### EXCERPTED DATA
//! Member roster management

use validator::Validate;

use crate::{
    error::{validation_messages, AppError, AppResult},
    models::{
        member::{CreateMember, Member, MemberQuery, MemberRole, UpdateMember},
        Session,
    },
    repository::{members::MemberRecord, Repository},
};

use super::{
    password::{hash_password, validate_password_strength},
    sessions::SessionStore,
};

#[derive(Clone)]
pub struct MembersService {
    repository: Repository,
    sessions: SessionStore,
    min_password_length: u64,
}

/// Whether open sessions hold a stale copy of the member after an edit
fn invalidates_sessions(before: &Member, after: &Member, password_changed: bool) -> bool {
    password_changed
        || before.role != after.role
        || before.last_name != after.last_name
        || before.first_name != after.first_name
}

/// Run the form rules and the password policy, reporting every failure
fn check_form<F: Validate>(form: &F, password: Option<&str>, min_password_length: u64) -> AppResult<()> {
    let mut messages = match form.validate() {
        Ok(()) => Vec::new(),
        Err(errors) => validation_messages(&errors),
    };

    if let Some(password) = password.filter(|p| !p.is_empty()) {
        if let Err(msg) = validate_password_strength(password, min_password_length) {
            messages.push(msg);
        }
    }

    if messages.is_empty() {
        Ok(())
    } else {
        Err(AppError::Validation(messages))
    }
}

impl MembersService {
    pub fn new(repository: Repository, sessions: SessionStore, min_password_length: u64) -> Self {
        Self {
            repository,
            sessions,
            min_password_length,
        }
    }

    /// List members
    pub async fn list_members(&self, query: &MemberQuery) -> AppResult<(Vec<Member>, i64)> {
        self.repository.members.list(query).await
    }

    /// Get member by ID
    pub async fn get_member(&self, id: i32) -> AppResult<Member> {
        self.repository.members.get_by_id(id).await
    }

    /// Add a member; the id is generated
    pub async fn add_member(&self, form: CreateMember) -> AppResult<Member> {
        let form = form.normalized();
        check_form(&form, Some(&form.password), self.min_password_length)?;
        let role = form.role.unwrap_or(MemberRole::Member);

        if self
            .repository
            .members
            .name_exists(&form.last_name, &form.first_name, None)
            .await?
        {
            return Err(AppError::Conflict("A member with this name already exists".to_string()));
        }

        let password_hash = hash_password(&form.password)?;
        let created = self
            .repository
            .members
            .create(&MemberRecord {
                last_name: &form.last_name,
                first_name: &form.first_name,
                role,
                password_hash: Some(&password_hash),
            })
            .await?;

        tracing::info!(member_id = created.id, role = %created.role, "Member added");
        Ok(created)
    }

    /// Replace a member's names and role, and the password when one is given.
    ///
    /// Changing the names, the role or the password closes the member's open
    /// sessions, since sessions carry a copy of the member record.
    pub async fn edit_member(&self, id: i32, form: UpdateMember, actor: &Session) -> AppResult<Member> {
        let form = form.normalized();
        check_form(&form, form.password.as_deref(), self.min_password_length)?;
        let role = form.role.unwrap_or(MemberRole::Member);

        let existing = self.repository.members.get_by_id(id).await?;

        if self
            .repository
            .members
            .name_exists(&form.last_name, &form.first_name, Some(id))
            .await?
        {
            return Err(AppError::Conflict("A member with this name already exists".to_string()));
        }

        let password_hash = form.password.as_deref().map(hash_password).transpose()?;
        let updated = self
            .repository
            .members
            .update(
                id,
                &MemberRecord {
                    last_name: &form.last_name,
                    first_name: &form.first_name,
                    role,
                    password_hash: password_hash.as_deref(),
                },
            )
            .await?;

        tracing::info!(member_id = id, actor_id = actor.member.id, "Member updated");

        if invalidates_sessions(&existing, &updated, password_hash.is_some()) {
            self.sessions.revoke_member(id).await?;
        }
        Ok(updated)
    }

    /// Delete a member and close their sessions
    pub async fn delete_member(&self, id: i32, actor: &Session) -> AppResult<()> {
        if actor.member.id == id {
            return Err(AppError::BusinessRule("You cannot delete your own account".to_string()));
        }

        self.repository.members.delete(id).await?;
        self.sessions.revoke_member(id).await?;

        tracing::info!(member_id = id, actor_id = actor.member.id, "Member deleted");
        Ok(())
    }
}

### ACTION ITEM
From the records above, copy out the line with "#[derive(Clone)]", the line with "if let Some(password)", and every line between them, word for word.

### ANSWER TO THE PROBLEM
#[derive(Clone)]
pub struct MembersService {
    repository: Repository,
    sessions: SessionStore,
    min_password_length: u64,
}

/// Whether open sessions hold a stale copy of the member after an edit
fn invalidates_sessions(before: &Member, after: &Member, password_changed: bool) -> bool {
    password_changed
        || before.role != after.role
        || before.last_name != after.last_name
        || before.first_name != after.first_name
}

/// Run the form rules and the password policy, reporting every failure
fn check_form<F: Validate>(form: &F, password: Option<&str>, min_password_length: u64) -> AppResult<()> {
    let mut messages = match form.validate() {
        Ok(()) => Vec::new(),
        Err(errors) => validation_messages(&errors),
    };

    if let Some(password) = password.filter(|p| !p.is_empty()) {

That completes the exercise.